# WHAT TO DO
Give the lines of the material verbatim, from the first line to the line with "use serde_json::json;", including both.

# GIVEN INFORMATION
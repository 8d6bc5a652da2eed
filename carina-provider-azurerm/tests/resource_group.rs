//! Resource Group lifecycle against a mocked Resource Manager

mod common;

use carina_provider_sdk::provider::{Provider, ProviderErrorKind};
use carina_provider_sdk::resource::{Attributes, Resource, ResourceId, Value};
use serde_json::json;
use wiremock::matchers::{bearer_token, body_json, method, path, query_param};
use wiremock::{Mock, MockServer, ResponseTemplate};

use common::{TOKEN, provider, provider_without_import_check, resource_group_path};

const API_VERSION: &str = "2019-05-01";

fn resource_group(name: &str) -> Resource {
    Resource::new("azurerm_resource_group", name)
        .with_attribute("name", Value::string(name))
        .with_attribute("location", Value::string("West Europe"))
        .with_attribute(
            "tags",
            Value::Map([("env".to_string(), Value::string("test"))].into()),
        )
}

fn body(name: &str) -> serde_json::Value {
    json!({
        "id": resource_group_path(name),
        "name": name,
        "location": "westeurope",
        "tags": {"env": "test"},
        "properties": {"provisioningState": "Succeeded"}
    })
}

#[tokio::test]
async fn create_puts_and_reads_back() {
    let server = MockServer::start().await;
    let rg = resource_group_path("acctest-rg");

    Mock::given(method("GET"))
        .and(path(rg.as_str()))
        .respond_with(ResponseTemplate::new(404).set_body_json(json!({
            "error": {"code": "ResourceGroupNotFound", "message": "not found"}
        })))
        .up_to_n_times(1)
        .with_priority(1)
        .mount(&server)
        .await;
    Mock::given(method("PUT"))
        .and(path(rg.as_str()))
        .and(query_param("api-version", API_VERSION))
        .and(bearer_token(TOKEN))
        .and(body_json(json!({"location": "westeurope", "tags": {"env": "test"}})))
        .respond_with(ResponseTemplate::new(201).set_body_json(body("acctest-rg")))
        .expect(1)
        .mount(&server)
        .await;
    Mock::given(method("GET"))
        .and(path(rg.as_str()))
        .and(query_param("api-version", API_VERSION))
        .respond_with(ResponseTemplate::new(200).set_body_json(body("acctest-rg")))
        .mount(&server)
        .await;

    let state = provider(&server)
        .create(&resource_group("acctest-rg"))
        .await
        .unwrap();

    assert!(state.exists);
    assert_eq!(state.identifier.as_deref(), Some(rg.as_str()));
    assert_eq!(state.attributes.get_str("location"), Some("westeurope"));
    assert_eq!(state.attributes.get_string_map("tags")["env"], "test");
}

#[tokio::test]
async fn create_refuses_an_existing_group() {
    let server = MockServer::start().await;
    let rg = resource_group_path("taken");

    Mock::given(method("GET"))
        .and(path(rg.as_str()))
        .respond_with(ResponseTemplate::new(200).set_body_json(body("taken")))
        .mount(&server)
        .await;
    Mock::given(method("PUT"))
        .respond_with(ResponseTemplate::new(200))
        .expect(0)
        .mount(&server)
        .await;

    let err = provider(&server)
        .create(&resource_group("taken"))
        .await
        .unwrap_err();

    assert_eq!(err.kind, ProviderErrorKind::AlreadyExists);
    assert!(err.message.contains(&rg), "{}", err.message);
}

#[tokio::test]
async fn create_skips_the_import_check_when_disabled() {
    let server = MockServer::start().await;
    let rg = resource_group_path("adopted");

    Mock::given(method("PUT"))
        .and(path(rg.as_str()))
        .respond_with(ResponseTemplate::new(200).set_body_json(body("adopted")))
        .expect(1)
        .mount(&server)
        .await;
    Mock::given(method("GET"))
        .and(path(rg.as_str()))
        .respond_with(ResponseTemplate::new(200).set_body_json(body("adopted")))
        .expect(1)
        .mount(&server)
        .await;

    let state = provider_without_import_check(&server)
        .create(&resource_group("adopted"))
        .await
        .unwrap();
    assert!(state.exists);
}

#[tokio::test]
async fn read_of_a_deleted_group_reports_not_found() {
    let server = MockServer::start().await;
    let rg = resource_group_path("gone");

    Mock::given(method("GET"))
        .and(path(rg.as_str()))
        .respond_with(ResponseTemplate::new(404))
        .mount(&server)
        .await;

    let id = ResourceId::new("azurerm_resource_group", "gone");
    let state = provider(&server).read(&id, Some(&rg)).await.unwrap();
    assert!(!state.exists);
}

#[tokio::test]
async fn read_surfaces_api_errors() {
    let server = MockServer::start().await;
    let rg = resource_group_path("forbidden");

    Mock::given(method("GET"))
        .and(path(rg.as_str()))
        .respond_with(ResponseTemplate::new(403).set_body_json(json!({
            "error": {
                "code": "AuthorizationFailed",
                "message": "The client does not have authorization"
            }
        })))
        .mount(&server)
        .await;

    let id = ResourceId::new("azurerm_resource_group", "forbidden");
    let err = provider(&server).read(&id, Some(&rg)).await.unwrap_err();

    assert_eq!(err.kind, ProviderErrorKind::Api);
    assert!(err.message.contains("Error reading Resource Group"));
    assert!(err.message.contains("AuthorizationFailed"));
    assert_eq!(err.resource_id, Some(id));
}

#[tokio::test]
async fn delete_follows_the_location_header() {
    let server = MockServer::start().await;
    let rg = resource_group_path("doomed");
    let operation = format!("{}/operationresults/abc", server.uri());

    Mock::given(method("DELETE"))
        .and(path(rg.as_str()))
        .and(query_param("api-version", API_VERSION))
        .respond_with(
            ResponseTemplate::new(202)
                .insert_header("Location", operation.as_str())
                .insert_header("Retry-After", "0"),
        )
        .expect(1)
        .mount(&server)
        .await;
    Mock::given(method("GET"))
        .and(path("/operationresults/abc"))
        .respond_with(ResponseTemplate::new(202).insert_header("Retry-After", "0"))
        .up_to_n_times(2)
        .with_priority(1)
        .mount(&server)
        .await;
    Mock::given(method("GET"))
        .and(path("/operationresults/abc"))
        .respond_with(ResponseTemplate::new(200))
        .expect(1)
        .mount(&server)
        .await;

    let id = ResourceId::new("azurerm_resource_group", "doomed");
    provider(&server).delete(&id, &rg).await.unwrap();
}

#[tokio::test]
async fn delete_of_a_missing_group_succeeds() {
    let server = MockServer::start().await;
    let rg = resource_group_path("already-gone");

    Mock::given(method("DELETE"))
        .and(path(rg.as_str()))
        .respond_with(ResponseTemplate::new(404))
        .mount(&server)
        .await;

    let id = ResourceId::new("azurerm_resource_group", "already-gone");
    provider(&server).delete(&id, &rg).await.unwrap();
}

#[tokio::test]
async fn changing_the_name_requires_replacement() {
    let server = MockServer::start().await;
    let rg = resource_group_path("old");

    let id = ResourceId::new("azurerm_resource_group", "old");
    let from = carina_provider_sdk::resource::State::existing(
        id.clone(),
        [
            ("name".to_string(), Value::string("old")),
            ("location".to_string(), Value::string("westeurope")),
        ]
        .into(),
    )
    .with_identifier(rg.as_str());

    let err = provider(&server)
        .update(&id, &rg, &from, &resource_group("new"))
        .await
        .unwrap_err();
    assert_eq!(err.kind, ProviderErrorKind::Validation);
    assert!(err.message.contains("name"));
}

# RESPONSE TO THIS TASK
repository 8d6bc5a652da2eed
filename carina-provider-azurerm/tests/resource_group.rs
//! Resource Group lifecycle against a mocked Resource Manager

mod common;

use carina_provider_sdk::provider::{Provider, ProviderErrorKind};
use carina_provider_sdk::resource::{Attributes, Resource, ResourceId, Value};
use serde_json::json;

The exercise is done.